Pagando con trecento morti la loro sfida, senza sparare un colpo di fucile, senza violenza, i ragazzi del web hanno trascinato con sé un paese di ottanta, cento milioni di abitanti. Hanno costretto l’esercito prima a rispettarli e poi a seguirli, e hanno sconfitto, con la semplicità e la chiarezza della loro protesta, il potere occulto incarnato da Suleiman. Soprattutto hanno cacciato il raìs detestato e corrotto, che con la sua famiglia ha accumulato un patrimonio di sessanta miliardi di dollari, un sesto del reddito nazionale, in una società dove quattro famiglie su dieci vivono sotto il livello di sussistenza. In questo raro momento, le verità non hanno veli, sono crudeli, e la generosità, dovuta ai vinti, è maledettamente avara. Dopo la piccola Tunisia, il grande Egitto è un esempio, una tentazione per tutto il mondo arabo, dove si è aperta una grande breccia per la democrazia.
Spetta all’esercito, che assume il potere, tenerla aperta. Non è chiaro se l’impopolare Omar Suleiman occuperà come vice presidente, formalmente e in via provvisoria, la carica di Mubarak. Non è comunque lui che favorirà l’avvento della nuova libertà sulle sponde del Nilo. Chi comanda da ieri in Egitto, ufficialmente e di fatto, è l’Alto Consiglio delle forze armate. Un organismo che si riunisce di rado, in caso di guerra, e che funzionerà come una giunta militare. Un uomo d’affari rispettato, Naguib Sawiris, farà da mediatore tra i militari e i movimenti d’opposizione, che non hanno ancora un capo, né un organismo che li rappresenti nel loro insieme.
In sostanza è avvenuto un colpo di Stato. Un putsch liberatorio. L’esercito controlla, gestisce la "rivoluzione del web", che non ha promosso, anzi l’ha colto di sorpresa, come il resto del regime. La folla riconoscente abbraccia adesso i soldati, sommerge carri armati e autoblindo con un entusiasmo senza riserve. Si vedrà poi se i generali dell’Alto Consiglio delle forze armate manterranno le promesse ed esaudiranno le aspirazioni della gente di piazza Tahrir. Se riusciranno a disegnare una democrazia accettabile o slitteranno in un nuovo autoritarismo. Alla testa dell’Alto consiglio delle Forze armate c’è il feldmaresciallo Mohamed Tantawi, fino a ieri ministro della difesa e ufficiale distintosi nella quarta guerra contro Israele, quella del Kippur, nel 1973.
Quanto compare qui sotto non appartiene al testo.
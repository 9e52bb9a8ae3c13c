//! Merge, split and compress PDF documents with `lopdf`.

use std::collections::BTreeMap;

use lopdf::{Dictionary, Document, Object, ObjectId};
use thiserror::Error;
use tracing::debug;

use super::archive::{self, ArchiveError};

/// Page attributes a page may inherit from its ancestors in the page tree.
const INHERITABLE: [&[u8]; 4] = [b"Resources", b"MediaBox", b"CropBox", b"Rotate"];

#[derive(Debug, Error)]
pub enum PdfError {
    #[error("`{name}` is not a readable PDF: {source}")]
    Load {
        name: String,
        #[source]
        source: lopdf::Error,
    },
    #[error("`{0}` has no pages")]
    NoPages(String),
    #[error("select at least {0} PDF file(s)")]
    NotEnoughFiles(usize),
    #[error("document structure is broken: {0}")]
    Structure(&'static str),
    #[error("failed to write PDF: {0}")]
    Save(#[from] std::io::Error),
    #[error(transparent)]
    Archive(#[from] ArchiveError),
}

/// An uploaded file in the merge/split list.
#[derive(Clone, Debug, PartialEq, Eq)]
pub struct PdfFile {
    pub name: String,
    pub bytes: Vec<u8>,
    pub pages: usize,
}

impl PdfFile {
    pub fn inspect(name: impl Into<String>, bytes: Vec<u8>) -> Result<Self, PdfError> {
        let name = name.into();
        let pages = page_count(&name, &bytes)?;
        Ok(Self { name, bytes, pages })
    }
}

#[derive(Clone, Copy, Debug, PartialEq, Eq)]
pub struct CompressionReport {
    pub original_size: usize,
    pub compressed_size: usize,
}

impl CompressionReport {
    /// Negative when the output grew.
    pub fn saved_percent(&self) -> f64 {
        if self.original_size == 0 {
            return 0.0;
        }
        (1.0 - self.compressed_size as f64 / self.original_size as f64) * 100.0
    }
}

fn load(name: &str, bytes: &[u8]) -> Result<Document, PdfError> {
    Document::load_mem(bytes).map_err(|source| PdfError::Load {
        name: name.to_string(),
        source,
    })
}

fn save(document: &mut Document) -> Result<Vec<u8>, PdfError> {
    let mut buffer = Vec::new();
    document.save_to(&mut buffer)?;
    Ok(buffer)
}

fn type_is(object: &Object, expected: &[u8]) -> bool {
    object
        .as_dict()
        .and_then(|dict| dict.get(b"Type"))
        .and_then(Object::as_name)
        .is_ok_and(|name| name == expected)
}

pub fn page_count(name: &str, bytes: &[u8]) -> Result<usize, PdfError> {
    Ok(load(name, bytes)?.get_pages().len())
}

/// Copies inherited attributes onto each page so pages survive being
/// re-parented under a new page tree.
fn flatten_inherited(document: &mut Document) {
    let mut updates: Vec<(ObjectId, Vec<(Vec<u8>, Object)>)> = Vec::new();
    for page_id in document.get_pages().into_values() {
        let Ok(page) = document.get_dictionary(page_id) else {
            continue;
        };
        let missing: Vec<&[u8]> = INHERITABLE
            .into_iter()
            .filter(|key| !page.has(key))
            .collect();
        let mut found: Vec<(Vec<u8>, Object)> = Vec::new();
        let mut parent = page.get(b"Parent").and_then(Object::as_reference).ok();
        let mut hops = 0;
        while let Some(parent_id) = parent {
            let Ok(node) = document.get_dictionary(parent_id) else {
                break;
            };
            for key in &missing {
                let already = found.iter().any(|(name, _)| name.as_slice() == *key);
                if let (false, Ok(value)) = (already, node.get(key)) {
                    found.push((key.to_vec(), value.clone()));
                }
            }
            parent = node.get(b"Parent").and_then(Object::as_reference).ok();
            hops += 1;
            if hops > 64 {
                break;
            }
        }
        if !found.is_empty() {
            updates.push((page_id, found));
        }
    }
    for (page_id, values) in updates {
        if let Ok(page) = document.get_dictionary_mut(page_id) {
            for (key, value) in values {
                page.set(key, value);
            }
        }
    }
}

/// Appends every page of each input, in order, into one document.
pub fn merge(files: &[PdfFile]) -> Result<Vec<u8>, PdfError> {
    if files.len() < 2 {
        return Err(PdfError::NotEnoughFiles(2));
    }

    let mut max_id = 1;
    let mut pages: Vec<(ObjectId, Object)> = Vec::new();
    let mut objects: BTreeMap<ObjectId, Object> = BTreeMap::new();

    for file in files {
        let mut document = load(&file.name, &file.bytes)?;
        flatten_inherited(&mut document);
        document.renumber_objects_with(max_id);
        max_id = document.max_id + 1;

        let page_ids: Vec<ObjectId> = document.get_pages().into_values().collect();
        if page_ids.is_empty() {
            return Err(PdfError::NoPages(file.name.clone()));
        }
        for page_id in page_ids {
            if let Ok(page) = document.get_object(page_id) {
                pages.push((page_id, page.clone()));
            }
        }
        objects.extend(document.objects);
    }

    let mut merged = Document::with_version("1.5");
    let mut catalog: Option<(ObjectId, Dictionary)> = None;
    let mut pages_root: Option<(ObjectId, Dictionary)> = None;

    for (id, object) in objects {
        if type_is(&object, b"Catalog") {
            if catalog.is_none() {
                catalog = object.as_dict().ok().map(|dict| (id, dict.clone()));
            }
        } else if type_is(&object, b"Pages") {
            if pages_root.is_none() {
                pages_root = object.as_dict().ok().map(|dict| (id, dict.clone()));
            }
        } else if !(type_is(&object, b"Page")
            || type_is(&object, b"Outlines")
            || type_is(&object, b"Outline"))
        {
            merged.objects.insert(id, object);
        }
    }

    let (catalog_id, mut catalog) = catalog.ok_or(PdfError::Structure("missing catalog"))?;
    let (pages_id, mut pages_dict) = pages_root.ok_or(PdfError::Structure("missing page tree"))?;

    for (page_id, page) in &pages {
        if let Ok(dict) = page.as_dict() {
            let mut dict = dict.clone();
            dict.set("Parent", pages_id);
            merged.objects.insert(*page_id, Object::Dictionary(dict));
        }
    }

    pages_dict.remove(b"Parent");
    pages_dict.set("Count", pages.len() as i64);
    pages_dict.set(
        "Kids",
        pages
            .iter()
            .map(|(id, _)| Object::Reference(*id))
            .collect::<Vec<_>>(),
    );
    merged.objects.insert(pages_id, Object::Dictionary(pages_dict));

    catalog.set("Pages", pages_id);
    catalog.remove(b"Outlines");
    merged.objects.insert(catalog_id, Object::Dictionary(catalog));
    merged.trailer.set("Root", catalog_id);

    merged.max_id = merged.objects.len() as u32;
    merged.renumber_objects();
    merged.adjust_zero_pages();
    merged.compress();

    debug!(files = files.len(), pages = pages.len(), "merged pdf documents");
    save(&mut merged)
}

/// One single-page document per page, named `<stem>-page-<n>.pdf`.
pub fn split(file: &PdfFile) -> Result<Vec<(String, Vec<u8>)>, PdfError> {
    let document = load(&file.name, &file.bytes)?;
    let numbers: Vec<u32> = document.get_pages().into_keys().collect();
    if numbers.is_empty() {
        return Err(PdfError::NoPages(file.name.clone()));
    }
    let stem = file
        .name
        .strip_suffix(".pdf")
        .or_else(|| file.name.strip_suffix(".PDF"))
        .unwrap_or(&file.name);

    numbers
        .iter()
        .map(|keep| {
            let mut single = document.clone();
            let others: Vec<u32> = numbers.iter().copied().filter(|n| n != keep).collect();
            single.delete_pages(&others);
            single.prune_objects();
            single.compress();
            Ok((format!("{stem}-page-{keep}.pdf"), save(&mut single)?))
        })
        .collect()
}

pub fn split_to_zip(file: &PdfFile) -> Result<Vec<u8>, PdfError> {
    let parts = split(file)?;
    Ok(archive::zip_files(
        parts
            .iter()
            .map(|(name, bytes)| (name.as_str(), bytes.as_slice())),
    )?)
}

/// Prunes unreferenced objects, drops empty streams and deflates the rest.
pub fn compress(file: &PdfFile) -> Result<(Vec<u8>, CompressionReport), PdfError> {
    let mut document = load(&file.name, &file.bytes)?;
    document.prune_objects();
    document.delete_zero_length_streams();
    document.compress();
    let bytes = save(&mut document)?;
    let report = CompressionReport {
        original_size: file.bytes.len(),
        compressed_size: bytes.len(),
    };
    Ok((bytes, report))
}

/// Moves `items[index]` by `delta` places; returns whether anything moved.
pub fn move_entry<T>(items: &mut [T], index: usize, delta: isize) -> bool {
    let Some(target) = index.checked_add_signed(delta) else {
        return false;
    };
    if index >= items.len() || target >= items.len() || target == index {
        return false;
    }
    if target < index {
        items[target..=index].rotate_right(1);
    } else {
        items[index..=target].rotate_left(1);
    }
    true
}

#[cfg(test)]
mod tests {
    use super::*;
    use lopdf::{dictionary, Stream};

    fn sample(pages: usize) -> Vec<u8> {
        let mut doc = Document::with_version("1.5");
        let pages_id = doc.new_object_id();
        let font_id = doc.add_object(dictionary! {
            "Type" => "Font",
            "Subtype" => "Type1",
            "BaseFont" => "Courier",
        });
        let resources_id = doc.add_object(dictionary! {
            "Font" => dictionary! { "F1" => font_id },
        });
        let kids: Vec<Object> = (0..pages)
            .map(|index| {
                let text = format!("BT /F1 24 Tf 72 720 Td (Page {index}) Tj ET");
                let content_id = doc.add_object(Stream::new(dictionary! {}, text.into_bytes()));
                doc.add_object(dictionary! {
                    "Type" => "Page",
                    "Parent" => pages_id,
                    "Contents" => content_id,
                })
                .into()
            })
            .collect();
        doc.add_object(Stream::new(dictionary! {}, Vec::new()));
        doc.objects.insert(
            pages_id,
            Object::Dictionary(dictionary! {
                "Type" => "Pages",
                "Kids" => kids,
                "Count" => pages as i64,
                "Resources" => resources_id,
                "MediaBox" => vec![0.into(), 0.into(), 595.into(), 842.into()],
            }),
        );
        let catalog_id = doc.add_object(dictionary! {
            "Type" => "Catalog",
            "Pages" => pages_id,
        });
        doc.trailer.set("Root", catalog_id);
        let mut buffer = Vec::new();
        doc.save_to(&mut buffer).unwrap();
        buffer
    }

    fn file(name: &str, pages: usize) -> PdfFile {
        PdfFile::inspect(name, sample(pages)).unwrap()
    }

    #[test]
    fn inspect_counts_pages() {
        assert_eq!(file("a.pdf", 3).pages, 3);
        assert!(matches!(
            PdfFile::inspect("bad.pdf", b"%PDF-garbage".to_vec()),
            Err(PdfError::Load { .. })
        ));
    }

    #[test]
    fn merge_keeps_all_pages_in_order() {
        let merged = merge(&[file("a.pdf", 2), file("b.pdf", 3)]).unwrap();
        let document = Document::load_mem(&merged).unwrap();
        let pages = document.get_pages();
        assert_eq!(pages.len(), 5);

        for page_id in pages.values() {
            let page = document.get_dictionary(*page_id).unwrap();
            assert!(page.has(b"MediaBox"), "inherited MediaBox was lost");
        }
    }

    #[test]
    fn merge_needs_two_files() {
        assert!(matches!(
            merge(&[file("a.pdf", 1)]),
            Err(PdfError::NotEnoughFiles(2))
        ));
    }

    #[test]
    fn split_yields_one_document_per_page() {
        let parts = split(&file("report.pdf", 3)).unwrap();
        let names: Vec<&str> = parts.iter().map(|(name, _)| name.as_str()).collect();
        assert_eq!(
            names,
            ["report-page-1.pdf", "report-page-2.pdf", "report-page-3.pdf"]
        );
        for (_, bytes) in &parts {
            assert_eq!(Document::load_mem(bytes).unwrap().get_pages().len(), 1);
        }
        assert!(split_to_zip(&file("report.pdf", 2)).unwrap().starts_with(b"PK"));
    }

    #[test]
    fn compress_reports_sizes() {
        let input = file("big.pdf", 4);
        let (bytes, report) = compress(&input).unwrap();
        assert_eq!(report.original_size, input.bytes.len());
        assert_eq!(report.compressed_size, bytes.len());
        assert_eq!(page_count("out.pdf", &bytes).unwrap(), 4);
    }

    #[test]
    fn move_entry_reorders() {
        let mut items = vec!['a', 'b', 'c', 'd'];
        assert!(move_entry(&mut items, 3, -2));
        assert_eq!(items, ['a', 'd', 'b', 'c']);
        assert!(move_entry(&mut items, 0, 1));
        assert_eq!(items, ['d', 'a', 'b', 'c']);
        assert!(!move_entry(&mut items, 0, -1));
        assert!(!move_entry(&mut items, 3, 1));
    }
}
Tantawi appare adesso come il personaggio più autorevole. Egli non è considerato un uomo incline alle riforme democratiche, ma si dice abbia avuto un ruolo determinante nelle ultime ore, dopo la caotica giornata di giovedì, quando Hosni Mubarak pronunciò alla televisione il discorso con il quale chiarì con arroganza di non avere alcuna intenzione di dimettersi. E dette l’impressione di avere alle sue spalle l’esercito. In realtà le forze armate erano divise. La Guardia repubblicana, o presidenziale, forte di undicimila uomini, restava fedele alla sua missione. E uguale attaccamento al raìs aveva l’aviazione, nella quale Mubarak ha vissuto tutta la carriera militare. Non a caso nei primi giorni della protesta aerei militari hanno sorvolato a bassa quota le manifestazioni, a scopo intimidatorio, ma in verità con scarso risultato. L’esercito, con più di trecentomila uomini, in larga parte provenienti dalle classi popolari, era il più sensibile ai richiami dell’opposizione arroccata in piazza Tahrir.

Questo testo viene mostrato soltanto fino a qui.